The AI Teacher Test
May 16, 2022 · View on GitHub
.. image:: https://img.shields.io/badge/License-CC%20BY--NC--SA%204.0-lightgrey.svg :target: https://creativecommons.org/licenses/by-nc-sa/4.0/ :alt: License: CC BY-NC-SA 4.0
.. image:: https://img.shields.io/badge/version-1.0.0-blue :target: https://github.com/anaistack/ai-teacher-test/tree/main :alt: package version
This repository contains the code and data for the paper:
:Title:
The AI Teacher Test: Measuring the Pedagogical Ability of Blender and GPT-3 in Educational Dialogues <https://anaistack.github.io/papers/tack_ai_2022/>_
:Authors: Anaïs Tack & Chris Piech
:Abstract: How can we test whether state-of-the-art generative models, such as Blender and GPT-3, are good AI teachers, capable of replying to a student in an educational dialogue? Designing an AI teacher test is challenging: although evaluation methods are much-needed, there is no off-the-shelf solution to measuring pedagogical ability. This paper reports on a first attempt at an AI teacher test. We built a solution around the insight that you can run conversational agents in parallel to human teachers in real-world dialogues, simulate how different agents would respond to a student, and compare these counterpart responses in terms of three abilities: speak like a teacher, understand a student, help a student.
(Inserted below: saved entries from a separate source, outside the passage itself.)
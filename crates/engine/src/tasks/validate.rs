// SPDX-License-Identifier: BUSL-1.1
// Copyright (c) 2026 Alfred Jean LLC

//! ValidateTask: runs syntax check, lint, and tests in sequence, scoped to
//! the stage's owned files. On any failure it builds a repair jump,
//! carrying forward the accumulated failure history; once
//! `REPEATED_FAILURE_ESCALATION_THRESHOLD` identical failures or
//! `max_repair_attempts` have been reached it jumps to reimplementation
//! instead of repeating repair.

use std::collections::{BTreeMap, HashMap};
use std::path::PathBuf;
use std::time::Duration;

use serde_json::{json, Value};

use forge_core::constants::REPEATED_FAILURE_ESCALATION_THRESHOLD;
use forge_core::{build_jump_overrides, codes, Event, EventKind, Stage, TaskOutcome, TaskResult};
use forge_tools::bash;

use crate::lang::{detect_language, get_profile, Language, LanguageProfile};
use crate::services::EngineServices;
use crate::tasks::{increment_jump_count, validate_helpers as helpers};

const TEST_OUTPUT_LIMIT: usize = 4_000;

struct RunOutcome {
    failure_type: Option<&'static str>,
    output: String,
}

async fn run_one(cmd: &str, project_root: &std::path::Path, timeout: Duration, env: &HashMap<String, String>) -> (i32, String) {
    match helpers::parse_command(cmd) {
        helpers::ParsedCommand::Shell(s) => match bash::run_with_env(&s, Some(project_root), timeout, Some(env)).await {
            Ok(r) => (r.exit_code, r.render()),
            Err(err) => (1, err.to_string()),
        },
        helpers::ParsedCommand::Argv(parts) => {
            let joined = parts.join(" ");
            match bash::run_with_env(&joined, Some(project_root), timeout, Some(env)).await {
                Ok(r) => (r.exit_code, r.render()),
                Err(err) => (1, err.to_string()),
            }
        }
    }
}

/// Strip `owned_files` entries that no longer exist on disk (a module's
/// ownership list can go stale across a repair/reimplementation cycle), and
/// substitute discovered non-test source files if every entry went stale.
fn resolve_owned_files(project_root: &std::path::Path, owned_files: Option<Vec<String>>, profile: &LanguageProfile) -> Option<Vec<String>> {
    let owned = owned_files?;
    let existing: Vec<String> = owned.into_iter().filter(|f| helpers::file_exists_relative(project_root, f)).collect();
    if !existing.is_empty() {
        return Some(existing);
    }
    let discovered = helpers::discover_source_files(project_root, profile.extensions, profile.skip_dirs);
    if discovered.is_empty() {
        None
    } else {
        Some(discovered)
    }
}

pub async fn execute(stage: &Stage, services: &EngineServices) -> TaskOutcome {
    let project_root = stage
        .context
        .get_str("project_root")
        .map(PathBuf::from)
        .unwrap_or_else(|| services.project_root.clone());

    let repair_attempt = stage.context.get_u32("repair_attempt").unwrap_or(0);
    let max_attempts = services.config.max_repair_attempts;
    let reimpl_count = stage.context.get_u32("reimplementation_count").unwrap_or(0);
    let max_reimpl = services.config.max_reimplementations;

    if !crate::tasks::check_jump_limit(&stage.context, services.config.max_jumps) {
        let mut outputs = BTreeMap::new();
        outputs.insert("tests_passed".to_string(), json!(false));
        outputs.insert("jump_limit_reached".to_string(), json!(true));
        return Ok(TaskResult::FailedContinue {
            error: "jump limit exceeded before validation could run".to_string(),
            outputs,
        });
    }

    let language = stage
        .context
        .get_str("language_profile")
        .and_then(|s| match s {
            "rust" => Some(Language::Rust),
            "python" => Some(Language::Python),
            "go" => Some(Language::Go),
            "typescript" => Some(Language::TypeScript),
            "javascript" => Some(Language::JavaScript),
            _ => None,
        })
        .unwrap_or_else(|| detect_language(&project_root));
    let profile = get_profile(language);

    let owned_files = resolve_owned_files(&project_root, stage.context.get_string_vec("owned_files"), profile);
    let test_files = stage.context.get_string_vec("test_files").unwrap_or_default();
    let test_files = if test_files.is_empty() {
        let all = helpers::discover_test_files(&project_root, profile.extensions, profile.skip_dirs);
        match &owned_files {
            Some(owned) => helpers::derive_module_test_files(&all, owned),
            None => all,
        }
    } else {
        test_files
    };

    let timeout = Duration::from_secs(services.config.subprocess_timeout_secs);
    let env = helpers::build_test_env(&project_root, profile.source_roots, profile.path_env_var);

    if let Some(syntax_cmd) = profile.syntax_check_command {
        let (rc, output) = run_one(syntax_cmd, &project_root, timeout, &env).await;
        if rc != 0 {
            return handle_failure(stage, services, RunOutcome { failure_type: Some("syntax"), output }, repair_attempt, max_attempts, reimpl_count, max_reimpl).await;
        }
    }

    for &lint_cmd in profile.lint_check_commands {
        let (rc, raw_output) = run_one(lint_cmd, &project_root, timeout, &env).await;
        let filtered = helpers::filter_test_file_lint(&raw_output, owned_files.as_deref());
        if rc != 0 && !filtered.trim().is_empty() {
            return handle_failure(stage, services, RunOutcome { failure_type: Some("lint"), output: filtered }, repair_attempt, max_attempts, reimpl_count, max_reimpl).await;
        }
    }

    let test_cmd = if test_files.is_empty() {
        profile.test_command.to_string()
    } else {
        helpers::scope_test_command(profile.test_command, &test_files)
    };
    let (rc, output) = run_one(&test_cmd, &project_root, timeout, &env).await;
    if rc != 0 {
        return handle_failure(stage, services, RunOutcome { failure_type: Some("test"), output }, repair_attempt, max_attempts, reimpl_count, max_reimpl).await;
    }

    let total_tests = helpers::count_tests(&output);
    services.bus.publish(Event::new(EventKind::Message, codes::VALIDATE_PASSED, services.now_ms()).with_message(format!("{total_tests} tests")));
    let mut outputs = BTreeMap::new();
    outputs.insert("tests_passed".to_string(), json!(true));
    outputs.insert("test_output".to_string(), json!(truncate(&output, TEST_OUTPUT_LIMIT)));
    outputs.insert("total_tests".to_string(), json!(total_tests));
    outputs.insert("repair_attempts_used".to_string(), json!(repair_attempt));
    Ok(TaskResult::success_with(outputs))
}

fn truncate(s: &str, limit: usize) -> String {
    if s.len() <= limit {
        s.to_string()
    } else {
        s.chars().take(limit).collect()
    }
}

async fn handle_failure(
    stage: &Stage,
    services: &EngineServices,
    outcome: RunOutcome,
    attempt: u32,
    max_attempts: u32,
    reimpl_count: u32,
    max_reimpl: u32,
) -> TaskOutcome {
    services.bus.publish(
        Event::new(EventKind::Message, codes::VALIDATE_FAILED, services.now_ms())
            .with_message(outcome.failure_type.unwrap_or("unknown").to_string()),
    );
    let summary = truncate(&outcome.output, 500);
    let mut previous_failures = stage
        .context
        .get("previous_failures")
        .and_then(Value::as_array)
        .cloned()
        .unwrap_or_default();

    let repeated = previous_failures
        .iter()
        .rev()
        .take(REPEATED_FAILURE_ESCALATION_THRESHOLD as usize)
        .all(|f| f.get("summary").and_then(Value::as_str) == Some(summary.as_str()))
        && previous_failures.len() as u32 >= REPEATED_FAILURE_ESCALATION_THRESHOLD;

    previous_failures.push(json!({"summary": summary, "failure_type": outcome.failure_type}));

    if repeated || attempt >= max_attempts {
        if reimpl_count < max_reimpl {
            return jump_to_reimplementation(stage, &previous_failures, reimpl_count);
        }
        let mut outputs = BTreeMap::new();
        outputs.insert("tests_passed".to_string(), json!(false));
        outputs.insert("repeated_failure".to_string(), json!(true));
        return Ok(TaskResult::FailedContinue {
            error: format!("validation exhausted after {attempt} repair attempts: {summary}"),
            outputs,
        });
    }

    let mut overrides = build_jump_overrides(&stage.context, [
        ("_repair_requested".to_string(), json!(true)),
        ("test_output".to_string(), json!(outcome.output)),
        ("tests_passed".to_string(), json!(false)),
        ("previous_failures".to_string(), Value::Array(previous_failures.iter().rev().take(5).rev().cloned().collect())),
        ("failure_type".to_string(), json!(outcome.failure_type)),
    ]);
    increment_jump_count(&mut overrides, &stage.context);
    // repair_attempt is set after the propagation copy so a stale copied
    // value from stage.context can't clobber the increment.
    overrides.insert("repair_attempt".to_string(), json!(attempt + 1));

    let target = stage.context.get_str("jump_repair_ref").unwrap_or("repair").to_string();
    Ok(TaskResult::jump_to(target, overrides))
}

fn jump_to_reimplementation(stage: &Stage, previous_failures: &[Value], reimpl_count: u32) -> TaskOutcome {
    let failure_summary = previous_failures
        .iter()
        .enumerate()
        .map(|(i, f)| format!("Attempt {}: {}", i + 1, f.get("summary").and_then(Value::as_str).unwrap_or_default()))
        .collect::<Vec<_>>()
        .join("\n\n");

    let mut overrides = build_jump_overrides(&stage.context, [
        ("previous_test_failures".to_string(), Value::Array(previous_failures.to_vec())),
        ("failure_summary".to_string(), json!(failure_summary)),
    ]);
    increment_jump_count(&mut overrides, &stage.context);
    overrides.insert("repair_attempt".to_string(), json!(0));
    overrides.insert("reimplementation_count".to_string(), json!(reimpl_count + 1));
    overrides.insert("previous_failures".to_string(), json!(Vec::<Value>::new()));

    let target = stage.context.get_str("jump_implement_ref").unwrap_or("implement").to_string();
    Ok(TaskResult::jump_to(target, overrides))
}

#[cfg(test)]
#[path = "validate_tests.rs"]
mod tests;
Our method builds on the reliability of comparative judgments in education and uses a probabilistic model and Bayesian sampling to infer estimates of pedagogical ability. We find that, even though conversational agents (Blender in particular) perform well on conversational uptake, they are quantifiably worse than real teachers on several pedagogical dimensions, especially with regard to helpfulness (Blender: ∆ ability = −0.75; GPT-3: ∆ ability = −0.93).
Dependencies
Code
The code in this repository depends on the `ParlAI <https://parl.ai>`_ framework, the `OpenAI API <https://openai.com/api/>`_, the `Hugging Face <https://huggingface.co>`_ transformers library, and the `Stan <https://mc-stan.org/users/interfaces/pystan.html>`_ library.
.. code:: bash
pip install -r src/requirements.txt
Data
The data in this repository depends on student-teacher utterances coming from two datasets.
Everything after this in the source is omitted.